Улицы карабкались вверх, улицы, петляя, спускались вниз. Две из них — широкие и прямые — назывались проспектами. Многие носили имена великих князей и русских генералов.
…Проспекты были величественны. Тень дворцов лежала на квадратных плитах тротуаров. За решетками особняков цвели глицинии и розовые мимозы. Городовые на всех перекрестках козыряли офицерам, проезжавшим в щегольских фаэтонах.
Художник избегал проспектов.
Улочки, карабкавшиеся в гору, выглядели иначе. Сто лет назад их вымостили узкими камнями в форме огурцов и по традиции вбили камни не вдоль, а поперек пути: так коню легче брать подъем, груженому ослику есть за что уцепиться копытом. Но человеку трудно шагать по каменным огурцам, особенно если он второй день ничего не ел. Кроме того, страдали подметки.

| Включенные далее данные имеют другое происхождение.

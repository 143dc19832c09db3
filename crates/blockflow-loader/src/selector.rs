use std::io::{self, BufRead, Write};

use crate::error::LoaderError;
use crate::repository::FlowFile;

/// Picks one flow file out of a listing.
pub trait FlowSelector {
  /// Return the 0-based index of the chosen file. `files` is never empty.
  ///
  /// Implementations must return an index below `files.len()`;
  /// [`choose_flow`](crate::choose_flow) rejects anything else.
  fn select(&mut self, files: &[FlowFile]) -> Result<usize, LoaderError>;
}

/// A selector with a pre-made choice. Never prompts.
#[derive(Debug, Clone, Copy, PartialEq, Eq)]
pub struct FixedSelector {
  /// 1-based, as the user would have typed it.
  choice: usize,
}

impl FixedSelector {
  pub fn new(choice: usize) -> Self {
    Self { choice }
  }
}

impl FlowSelector for FixedSelector {
  fn select(&mut self, files: &[FlowFile]) -> Result<usize, LoaderError> {
    if self.choice == 0 || self.choice > files.len() {
      return Err(LoaderError::InvalidSelection {
        choice: self.choice,
        available: files.len(),
      });
    }
    Ok(self.choice - 1)
  }
}

/// Interactive selector: prints a numbered menu and asks until it gets a
/// number in range.
pub struct PromptSelector<R, W> {
  input: R,
  output: W,
}

impl PromptSelector<io::StdinLock<'static>, io::Stdout> {
  pub fn stdio() -> Self {
    Self::new(io::stdin().lock(), io::stdout())
  }
}

impl<R: BufRead, W: Write> PromptSelector<R, W> {
  pub fn new(input: R, output: W) -> Self {
    Self { input, output }
  }

  pub fn into_output(self) -> W {
    self.output
  }

  fn print_menu(&mut self, files: &[FlowFile]) -> io::Result<()> {
    writeln!(self.output, "\n📂 AVAILABLE FLOW FILES:")?;
    writeln!(self.output, "{}", "=".repeat(30))?;
    for (i, file) in files.iter().enumerate() {
      writeln!(self.output, "[{}] {}", i + 1, file.name)?;
    }
    writeln!(self.output, "{}", "=".repeat(30))
  }
}

enum Answer {
  Index(usize),
  OutOfRange,
  NotANumber,
}

fn parse_answer(line: &str, available: usize) -> Answer {
  match line.trim().parse::<i64>() {
    Ok(n) if n >= 1 && (n as usize) <= available => Answer::Index(n as usize - 1),
    Ok(_) => Answer::OutOfRange,
    Err(_) => Answer::NotANumber,
  }
}

impl<R: BufRead, W: Write> FlowSelector for PromptSelector<R, W> {
  fn select(&mut self, files: &[FlowFile]) -> Result<usize, LoaderError> {
    self.print_menu(files)?;

    loop {
      write!(
        self.output,
        "👉 Select a flow file to run (1-{}): ",
        files.len()
      )?;
      self.output.flush()?;

      let mut line = String::new();
      if self.input.read_line(&mut line)? == 0 {
        return Err(LoaderError::SelectionAborted);
      }

      match parse_answer(&line, files.len()) {
        Answer::Index(index) => return Ok(index),
        Answer::OutOfRange => writeln!(self.output, "❌ Invalid number, try again.")?,
        Answer::NotANumber => writeln!(self.output, "❌ Please enter a number only.")?,
      }
    }
  }
}
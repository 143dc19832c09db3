use std::path::{Path, PathBuf};
use std::time::SystemTime;

use async_trait::async_trait;
use blockflow_config::FlowDocument;

use crate::error::LoaderError;

/// A candidate flow file.
#[derive(Debug, Clone, PartialEq, Eq)]
pub struct FlowFile {
  /// File name shown in the selection list, e.g. "demo.json".
  pub name: String,
  pub path: PathBuf,
  pub modified: SystemTime,
}

/// Source of flow files.
#[async_trait]
pub trait FlowRepository: Send + Sync {
  /// Directory the flow files live in.
  fn root(&self) -> &Path;

  /// List flow files, most recently modified first.
  async fn list(&self) -> Result<Vec<FlowFile>, LoaderError>;

  /// Read and parse a flow file.
  async fn load(&self, path: &Path) -> Result<FlowDocument, LoaderError>;
}
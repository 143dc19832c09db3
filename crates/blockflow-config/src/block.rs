use serde::{Deserialize, Serialize};

use crate::id::BlockId;
use crate::lenient;
use crate::{ENTRY_KIND, NO_CONTENT, PROCESSING_KIND, UNTITLED};

#[derive(Debug, Clone, PartialEq, Serialize, Deserialize)]
pub struct Block {
  pub id: BlockId,
  /// Free-form type tag, e.g. "giris", "gelisme", "sonuc".
  #[serde(rename = "type")]
  pub kind: String,
  #[serde(default, skip_serializing_if = "Option::is_none")]
  pub data: Option<BlockData>,
}

/// Display content of a block.
#[derive(Debug, Clone, Default, PartialEq, Serialize, Deserialize)]
pub struct BlockData {
  #[serde(
    default,
    deserialize_with = "lenient::text",
    skip_serializing_if = "Option::is_none"
  )]
  pub title: Option<String>,
  #[serde(
    default,
    deserialize_with = "lenient::text",
    skip_serializing_if = "Option::is_none"
  )]
  pub body: Option<String>,
  /// Header color chosen in the editor, e.g. "rgb(52, 152, 219)".
  #[serde(
    default,
    deserialize_with = "lenient::text",
    skip_serializing_if = "Option::is_none"
  )]
  pub color: Option<String>,
}

impl Block {
  pub fn new(id: impl Into<BlockId>, kind: impl Into<String>) -> Self {
    Self {
      id: id.into(),
      kind: kind.into(),
      data: None,
    }
  }

  pub fn with_content(mut self, title: impl Into<String>, body: impl Into<String>) -> Self {
    self.data = Some(BlockData {
      title: Some(title.into()),
      body: Some(body.into()),
      color: None,
    });
    self
  }

  /// True for the entry marker. The comparison is case-sensitive.
  pub fn is_entry(&self) -> bool {
    self.kind == ENTRY_KIND
  }

  /// True for blocks that simulate extended work. The comparison is case-sensitive.
  pub fn is_processing(&self) -> bool {
    self.kind == PROCESSING_KIND
  }

  /// Type tag as shown in the header line.
  pub fn display_kind(&self) -> String {
    self.kind.to_uppercase()
  }

  pub fn title(&self) -> &str {
    self
      .data
      .as_ref()
      .and_then(|d| d.title.as_deref())
      .unwrap_or(UNTITLED)
  }

  pub fn body(&self) -> &str {
    self
      .data
      .as_ref()
      .and_then(|d| d.body.as_deref())
      .unwrap_or(NO_CONTENT)
  }
}
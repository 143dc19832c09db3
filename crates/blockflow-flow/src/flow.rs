use blockflow_config::{Block, BlockId, Connection, FlowDocument, FlowMeta};
use tracing::debug;

use crate::index::BlockIndex;

/// A loaded flow ready for traversal.
#[derive(Debug, Clone, Default)]
pub struct Flow {
  meta: FlowMeta,
  blocks: BlockIndex,
  connections: Vec<Connection>,
}

impl Flow {
  /// Index a flow document.
  ///
  /// Blocks with duplicate ids are not rejected: the later definition wins
  /// and takes over the slot of the earlier one.
  pub fn new(document: FlowDocument) -> Self {
    let FlowDocument {
      meta,
      blocks,
      connections,
    } = document;

    let mut index = BlockIndex::new();
    for block in blocks {
      let id = block.id.clone();
      if index.insert(block).is_some() {
        debug!(block_id = %id, "duplicate block id, later definition wins");
      }
    }

    Self {
      meta,
      blocks: index,
      connections,
    }
  }

  /// First block, in iteration order, whose type is the entry marker.
  pub fn find_start_block(&self) -> Option<&Block> {
    self.blocks.iter().find(|block| block.is_entry())
  }

  /// Target of the first connection leaving `current_id`.
  ///
  /// Connections are scanned in document order, so the first one listed wins
  /// when a block has several outgoing connections.
  pub fn get_next_block_id(&self, current_id: &str) -> Option<&BlockId> {
    self
      .connections
      .iter()
      .find(|conn| conn.from.as_str() == current_id)
      .map(|conn| &conn.to)
  }

  pub fn get_block(&self, id: &str) -> Option<&Block> {
    self.blocks.get(id)
  }

  pub fn blocks(&self) -> &BlockIndex {
    &self.blocks
  }

  pub fn connections(&self) -> &[Connection] {
    &self.connections
  }

  pub fn meta(&self) -> &FlowMeta {
    &self.meta
  }

  pub fn len(&self) -> usize {
    self.blocks.len()
  }

  pub fn is_empty(&self) -> bool {
    self.blocks.is_empty()
  }
}

impl From<FlowDocument> for Flow {
  fn from(document: FlowDocument) -> Self {
    Self::new(document)
  }
}

#[cfg(test)]
mod tests {
  use super::*;

  fn document(blocks: Vec<Block>, connections: Vec<Connection>) -> FlowDocument {
    FlowDocument {
      meta: FlowMeta::default(),
      blocks,
      connections,
    }
  }

  #[test]
  fn test_find_start_block() {
    let flow = Flow::new(document(
      vec![Block::new("x", "sonuc"), Block::new("a", "giris")],
      vec![],
    ));
    assert_eq!(flow.find_start_block().map(|b| b.id.as_str()), Some("a"));
  }

  #[test]
  fn test_no_start_block_in_empty_flow() {
    let flow = Flow::new(FlowDocument::default());
    assert!(flow.is_empty());
    assert!(flow.find_start_block().is_none());
  }

  #[test]
  fn test_start_block_match_is_case_sensitive() {
    let flow = Flow::new(document(vec![Block::new("a", "Giris")], vec![]));
    assert!(flow.find_start_block().is_none());
  }

  #[test]
  fn test_first_entry_block_wins() {
    let flow = Flow::new(document(
      vec![Block::new("one", "giris"), Block::new("two", "giris")],
      vec![],
    ));
    assert_eq!(flow.find_start_block().map(|b| b.id.as_str()), Some("one"));
  }

  #[test]
  fn test_duplicate_id_overwrites_entry_marker() {
    // The second "a" is no longer an entry block, and it keeps a's slot.
    let flow = Flow::new(document(
      vec![
        Block::new("a", "giris"),
        Block::new("b", "giris"),
        Block::new("a", "gelisme"),
      ],
      vec![],
    ));
    assert_eq!(flow.len(), 2);
    assert_eq!(flow.find_start_block().map(|b| b.id.as_str()), Some("b"));

    let kinds: Vec<&str> = flow.blocks().iter().map(|b| b.kind.as_str()).collect();
    assert_eq!(kinds, ["gelisme", "giris"]);
  }

  #[test]
  fn test_meta_and_connections_are_kept() {
    let doc: FlowDocument = serde_json::from_str(
      r#"{
        "meta": { "projectName": "Demo", "version": 3 },
        "blocks": [{ "id": "a", "type": "giris" }],
        "connections": [{ "from": "a", "to": "b" }, { "from": "a", "to": "c" }]
      }"#,
    )
    .unwrap();
    let flow = Flow::new(doc);

    assert_eq!(flow.meta().display_name(), "Demo");
    assert_eq!(flow.meta().display_version(), "3");
    assert_eq!(flow.connections().len(), 2);
    assert_eq!(flow.connections()[1].to.as_str(), "c");
  }

  #[test]
  fn test_get_next_block_id_first_connection_wins() {
    let flow = Flow::new(document(
      vec![Block::new("a", "giris"), Block::new("b", "sonuc")],
      vec![
        Connection::new("a", "b"),
        Connection::new("a", "c"),
        Connection::new("b", "a"),
      ],
    ));
    assert_eq!(flow.get_next_block_id("a").map(BlockId::as_str), Some("b"));
    assert_eq!(flow.get_next_block_id("b").map(BlockId::as_str), Some("a"));
    assert!(flow.get_next_block_id("c").is_none());
  }

  #[test]
  fn test_next_block_id_may_dangle() {
    let flow = Flow::new(document(
      vec![Block::new("a", "giris")],
      vec![Connection::new("a", "ghost")],
    ));
    let next = flow.get_next_block_id("a").unwrap();
    assert_eq!(next.as_str(), "ghost");
    assert!(flow.get_block(next.as_str()).is_none());
  }

  #[test]
  fn test_integer_ids_connect_to_string_ids() {
    let doc: FlowDocument = serde_json::from_str(
      r#"{
        "blocks": [{ "id": 1, "type": "giris" }, { "id": "2", "type": "sonuc" }],
        "connections": [{ "from": "1", "to": 2 }]
      }"#,
    )
    .unwrap();
    let flow = Flow::from(doc);

    let start = flow.find_start_block().unwrap();
    let next = flow.get_next_block_id(start.id.as_str()).unwrap();
    assert_eq!(flow.get_block(next.as_str()).map(|b| b.kind.as_str()), Some("sonuc"));
  }
}
use std::time::Duration;

/// Pacing and safety settings for the flow engine.
#[derive(Debug, Clone, PartialEq, Eq)]
pub struct EngineConfig {
  /// Pause after every block's content is shown.
  pub step_delay: Duration,
  /// Extra pause after a processing block's indicator line.
  pub processing_delay: Duration,
  /// Upper bound on executed blocks. `None` walks until the flow ends,
  /// which never happens if the connections form a cycle.
  pub max_steps: Option<usize>,
}

impl EngineConfig {
  pub const DEFAULT_STEP_DELAY: Duration = Duration::from_millis(800);
  pub const DEFAULT_PROCESSING_DELAY: Duration = Duration::from_millis(1000);

  /// No pacing at all.
  pub fn instant() -> Self {
    Self {
      step_delay: Duration::ZERO,
      processing_delay: Duration::ZERO,
      max_steps: None,
    }
  }

  pub fn with_max_steps(mut self, max_steps: usize) -> Self {
    self.max_steps = Some(max_steps);
    self
  }
}

impl Default for EngineConfig {
  fn default() -> Self {
    Self {
      step_delay: Self::DEFAULT_STEP_DELAY,
      processing_delay: Self::DEFAULT_PROCESSING_DELAY,
      max_steps: None,
    }
  }
}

Художник любил гористую часть старого города, любил ее дома, приросшие к скалам так прочно, словно ласточки строили их, а не люди.
Порой казалось: не будет конца спиралям подъема. Переулок ввинчивается прямо в синее небо — дошагаешь так до самых облаков.
Иногда его окликали:
— Эй, маляр!
Ибо если у человека в руках кисть, ведерко, а на ногах стоптанные башмаки, значит он маляр — и ничего больше.
Откинув голову с гладко зачесанными, чуть седеющими волосами, он обводил балконы взглядом.
Свет падал тогда на его лицо: простое, крестьянское, немолодое, удивительное лишь ясным своим спокойствием. Подстриженная бородка задиралась кверху, открывая худую, с подвижным кадыком шею.
Женщина с дешевыми перстнями на пальцах махала ему сверху:
— Слушай, человек, как зовут, не знаю… Нико? Иди сюда, Нико, написать надо номер на фонаре. Номер стерся, полиция придирается. С подъезда заходи.
Внизу под ногами — парча осенних садов, расписное яйцо мечети, купола бань и тысячи домов с плоскими кровлями, открытыми террасами, жизнью, доверчиво выставленной наружу.
В тесном дворике под кривым деревом на треногом мангале жарили баранину, припудренную красным перцем и обсыпанную барбарисом. Острый запах щекотал ноздри.
Художник был голоден, ослабел и устал.
Однако быстро твердой рукой вывел на фонаре номер дома и фамилию владельца.
— Спасибо тебе, добрый человек.
Вежливо отстранил серебряный двугривенный: не позволят ли ему вместо платы переночевать… тут где-нибудь?
— Извини, дорогой, мне не жалко, места много… Но сам знаешь — дворник!
Он знал. Дворник скажет полиции, полиция оштрафует хозяина — время такое.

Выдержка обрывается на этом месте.